[Start of Attachment]

mod config;
pub use config::ConfigCredentialProvider;

mod default;
pub use default::DefaultCredentialProvider;

mod env;
pub use env::EnvCredentialProvider;

mod r#static;
pub use r#static::StaticCredentialProvider;
use crate::constants::DEFAULT_REGION;
use reqsign_core::utils::Redact;
use reqsign_core::SigningCredential;
use std::fmt::{Debug, Formatter};

/// Credential that holds the access key pair and the region it targets.
#[derive(Clone)]
pub struct Credential {
    /// Access key id for aliyun services.
    pub access_key_id: String,
    /// Access key secret for aliyun services.
    pub access_key_secret: String,
    /// Security token for aliyun services, set when using STS credentials.
    pub security_token: Option<String>,
    /// Region id, used to derive the endpoint when a request carries no host.
    pub region: String,
}

impl Credential {
    /// Create a credential from an access key pair in the default region.
    pub fn new(access_key_id: &str, access_key_secret: &str) -> Self {
        Self {
            access_key_id: access_key_id.to_string(),
            access_key_secret: access_key_secret.to_string(),
            security_token: None,
            region: DEFAULT_REGION.to_string(),
        }
    }

    /// Set the region.
    pub fn with_region(mut self, region: &str) -> Self {
        self.region = region.to_string();
        self
    }

    /// Set the STS security token.
    pub fn with_security_token(mut self, token: &str) -> Self {
        self.security_token = Some(token.to_string());
        self
    }
}

impl Default for Credential {
    fn default() -> Self {
        Self::new("", "")
    }
}

impl Debug for Credential {
    fn fmt(&self, f: &mut Formatter<'_>) -> std::fmt::Result {
        f.debug_struct("Credential")
            .field("access_key_id", &Redact::from(&self.access_key_id))
            .field("access_key_secret", &Redact::from(&self.access_key_secret))
            .field("security_token", &Redact::from(&self.security_token))
            .field("region", &self.region)
            .finish()
    }
}

impl SigningCredential for Credential {
    fn is_valid(&self) -> bool {
        !self.access_key_id.is_empty() && !self.access_key_secret.is_empty()
    }
}
use std::fmt;
use thiserror::Error;

/// The error type for reqsign operations
#[derive(Error, Debug)]
#[error("{kind}: {message}")]
pub struct Error {
    kind: ErrorKind,
    message: String,
    #[source]
    source: Option<anyhow::Error>,
}

/// The kind of error that occurred
#[derive(Debug, Clone, Copy, PartialEq, Eq)]
pub enum ErrorKind {
    /// A parameter the service requires for signing is absent.
    ///
    /// For ACS3 this is `Action` or `Version`.
    MissingParameter,

    /// Input could not be parsed: bad url, bad JSON argument, non-ascii header value...
    MalformedInput,

    /// Credentials exist but are invalid/malformed
    CredentialInvalid,

    /// Request cannot be signed in the requested way
    RequestInvalid,

    /// Configuration error (missing fields, invalid values)
    ConfigInvalid,

    /// Unexpected errors
    Unexpected,
}

impl Error {
    /// Create a new error with the given kind and message
    pub fn new(kind: ErrorKind, message: impl Into<String>) -> Self {
        Self {
            kind,
            message: message.into(),
            source: None,
        }
    }

    /// Add a source error
    pub fn with_source(mut self, source: impl Into<anyhow::Error>) -> Self {
        self.source = Some(source.into());
        self
    }

    /// Get the error kind
    pub fn kind(&self) -> ErrorKind {
        self.kind
    }

    /// Get the error message without the kind prefix.
    pub fn message(&self) -> &str {
        &self.message
    }

    /// Check if the request was rejected before it could be authenticated.
    ///
    /// Callers see these as authentication failures: fixing them requires
    /// changing the request or the credential, retrying never helps.
    pub fn is_authentication_error(&self) -> bool {
        matches!(
            self.kind,
            ErrorKind::MissingParameter | ErrorKind::MalformedInput | ErrorKind::CredentialInvalid
        )
    }
}

// Convenience constructors
impl Error {
    /// Create a missing parameter error
    pub fn missing_parameter(message: impl Into<String>) -> Self {
        Self::new(ErrorKind::MissingParameter, message)
    }

    /// Create a malformed input error
    pub fn malformed_input(message: impl Into<String>) -> Self {
        Self::new(ErrorKind::MalformedInput, message)
    }

    /// Create a credential invalid error
    pub fn credential_invalid(message: impl Into<String>) -> Self {
        Self::new(ErrorKind::CredentialInvalid, message)
    }

    /// Create a request invalid error
    pub fn request_invalid(message: impl Into<String>) -> Self {
        Self::new(ErrorKind::RequestInvalid, message)
    }

    /// Create a config invalid error
    pub fn config_invalid(message: impl Into<String>) -> Self {
        Self::new(ErrorKind::ConfigInvalid, message)
    }

    /// Create an unexpected error
    pub fn unexpected(message: impl Into<String>) -> Self {
        Self::new(ErrorKind::Unexpected, message)
    }
}

impl fmt::Display for ErrorKind {
    fn fmt(&self, f: &mut fmt::Formatter<'_>) -> fmt::Result {
        match self {
            ErrorKind::MissingParameter => write!(f, "missing mandatory parameter"),
            ErrorKind::MalformedInput => write!(f, "malformed input"),
            ErrorKind::CredentialInvalid => write!(f, "invalid credentials"),
            ErrorKind::RequestInvalid => write!(f, "invalid request"),
            ErrorKind::ConfigInvalid => write!(f, "invalid configuration"),
            ErrorKind::Unexpected => write!(f, "unexpected error"),
        }
    }
}

/// Convenience type alias for Results
pub type Result<T> = std::result::Result<T, Error>;

impl From<anyhow::Error> for Error {
    fn from(err: anyhow::Error) -> Self {
        Self::unexpected(err.to_string()).with_source(err)
    }
}

impl From<fmt::Error> for Error {
    fn from(err: fmt::Error) -> Self {
        Self::unexpected(err.to_string()).with_source(anyhow::Error::from(err))
    }
}

impl From<http::uri::InvalidUri> for Error {
    fn from(err: http::uri::InvalidUri) -> Self {
        Self::malformed_input(err.to_string()).with_source(anyhow::Error::from(err))
    }
}

impl From<http::header::InvalidHeaderValue> for Error {
    fn from(err: http::header::InvalidHeaderValue) -> Self {
        Self::malformed_input(err.to_string()).with_source(anyhow::Error::from(err))
    }
}

impl From<http::header::InvalidHeaderName> for Error {
    fn from(err: http::header::InvalidHeaderName) -> Self {
        Self::malformed_input(err.to_string()).with_source(anyhow::Error::from(err))
    }
}

impl From<http::header::ToStrError> for Error {
    fn from(err: http::header::ToStrError) -> Self {
        Self::malformed_input(err.to_string()).with_source(anyhow::Error::from(err))
    }
}
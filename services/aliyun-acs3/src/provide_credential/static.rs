// Licensed to the Apache Software Foundation (ASF) under one
// or more contributor license agreements.  See the NOTICE file
// distributed with this work for additional information
// regarding copyright ownership.  The ASF licenses this file
// to you under the Apache License, Version 2.0 (the
// "License"); you may not use this file except in compliance
// with the License.  You may obtain a copy of the License at
//
//   http://www.apache.org/licenses/LICENSE-2.0
//
// Unless required by applicable law or agreed to in writing,
// software distributed under the License is distributed on an
// "AS IS" BASIS, WITHOUT WARRANTIES OR CONDITIONS OF ANY
// KIND, either express or implied.  See the License for the
// specific language governing permissions and limitations
// under the License.

use crate::Credential;
use async_trait::async_trait;
use reqsign_core::{Context, ProvideCredential, Result};

/// StaticCredentialProvider provides static Aliyun credentials.
///
/// This provider is used when you have the access key ID and access key secret
/// directly and want to use them without any dynamic loading.
#[derive(Debug, Clone)]
pub struct StaticCredentialProvider {
    credential: Credential,
}

impl StaticCredentialProvider {
    /// Create a new StaticCredentialProvider with access key ID and access key secret.
    pub fn new(access_key_id: &str, access_key_secret: &str) -> Self {
        Self {
            credential: Credential::new(access_key_id, access_key_secret),
        }
    }

    /// Set the security token.
    pub fn with_security_token(mut self, token: &str) -> Self {
        self.credential.security_token = Some(token.to_string());
        self
    }

    /// Set the region.
    pub fn with_region(mut self, region: &str) -> Self {
        self.credential.region = region.to_string();
        self
    }
}

impl From<Credential> for StaticCredentialProvider {
    fn from(credential: Credential) -> Self {
        Self { credential }
    }
}

#[async_trait]
impl ProvideCredential for StaticCredentialProvider {
    type Credential = Credential;

    async fn provide_credential(&self, _: &Context) -> Result<Option<Self::Credential>> {
        Ok(Some(self.credential.clone()))
    }
}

[End of Attachment]

What you need to do – The expected output is every line of the records in which the string "that" appears.

Output for this task –
/// Credential that holds the access key pair and the region it targets.
/// The kind of error that occurred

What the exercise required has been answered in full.